On Sun, 15 Jun 1997, Chris Jason Richards wrote:
: Has anyone come up with a decent way to audit a filesystem... so the admin
: can wipe out tons of stuff that is only partially installed or not
: removed completely, etc. ?
:
: I know when I remove some debian packages usuing dselect, it usually
: throws tons of messages like "can't remove /blah/bing/bang/" which scroll
: by too fast.

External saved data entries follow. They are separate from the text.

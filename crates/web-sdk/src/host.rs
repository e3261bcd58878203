//! Seams between the relay and the page hosting it.
//!
//! The relay never touches a DOM or a timer queue directly. A browser
//! binding (or the [`sim`](crate::sim) page used in tests) implements these
//! traits and forwards notifications through
//! [`TrackingRelay::handle`](crate::relay::TrackingRelay::handle).

use std::sync::Arc;
use std::time::Duration;

use serde::{Deserialize, Serialize};

use crate::events::{ReadyState, ScrollMetrics};
use crate::pixels::GlobalScope;

/// Cancel handle for a scheduled task.
#[derive(Debug, Clone, Copy, PartialEq, Eq, Hash, PartialOrd, Ord, Serialize, Deserialize)]
pub struct TimerHandle(pub u64);

/// Timer primitives (`setTimeout` / `setInterval` / `clearTimeout`).
///
/// Expirations come back as [`HostEvent::Timer`](crate::events::HostEvent::Timer)
/// carrying the handle returned here.
pub trait Scheduler: Send + Sync {
    fn set_timeout(&self, delay: Duration) -> TimerHandle;
    fn set_interval(&self, period: Duration) -> TimerHandle;
    /// Cancel a timer. Clearing an expired or unknown handle is a no-op.
    fn clear(&self, handle: TimerHandle);
}

/// DOM listeners the relay registers.
#[derive(Debug, Clone, Copy, PartialEq, Eq, Hash, Serialize, Deserialize)]
#[serde(rename_all = "snake_case")]
pub enum Listener {
    /// `window` scroll.
    Scroll,
    /// `document` click, delegated via bubbling.
    Click,
    DomContentLoaded,
}

#[derive(Debug, Clone, Copy, PartialEq, Eq, Default, Serialize, Deserialize)]
pub struct ListenerOptions {
    pub passive: bool,
}

impl ListenerOptions {
    pub fn passive() -> Self {
        Self { passive: true }
    }
}

/// The hosting document.
pub trait Page: Send + Sync {
    /// `src` of every `<script>` element, in document order.
    fn script_sources(&self) -> Vec<String>;
    fn location_href(&self) -> String;
    fn ready_state(&self) -> ReadyState;
    fn scroll_metrics(&self) -> ScrollMetrics;
    fn add_listener(&self, listener: Listener, options: ListenerOptions);
    fn remove_listener(&self, listener: Listener);
}

/// The three host capabilities a relay is constructed with.
#[derive(Clone)]
pub struct RelayHost {
    pub page: Arc<dyn Page>,
    pub scheduler: Arc<dyn Scheduler>,
    pub globals: Arc<dyn GlobalScope>,
}

impl RelayHost {
    pub fn new(
        page: Arc<dyn Page>,
        scheduler: Arc<dyn Scheduler>,
        globals: Arc<dyn GlobalScope>,
    ) -> Self {
        Self {
            page,
            scheduler,
            globals,
        }
    }
}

In the end, it seems like I have crap just sitting around
: everywhere.
:
"dpkg --audit" is supposed to check what packages are only partially
installed, but i have yet to try it while there was a problem on my
system.
this might be a good start at finding files dpkg does not directly manage,
but keep in mind that symlinks and config files are not listed in the
/var/lib/dpkg/info/*.list files.
cat /var/lib/dpkg/info/*.list | sort | uniq > /tmp/dpkg.list
locate "*" | sort > /tmp/locate.list
diff /tmp/dpkg.list /tmp/locate.list
the most interesting part is finding out what dpkg thinks is installed,
but is not really on the filesystem. (a good way to detect a probably
broken package)
also... a sure fire way to clean up some of the config files dpkg has
replaced is to look at the list generated by 'locate "*.dpkg-*"'.
of course have updatedb configured to ignore things like /home and /tmp
and /var/spool/news (if you run a news server), and maybe /dev. Also if
updatedb does not run automatically from cron somewhere, run it before
using the locate program for any of this.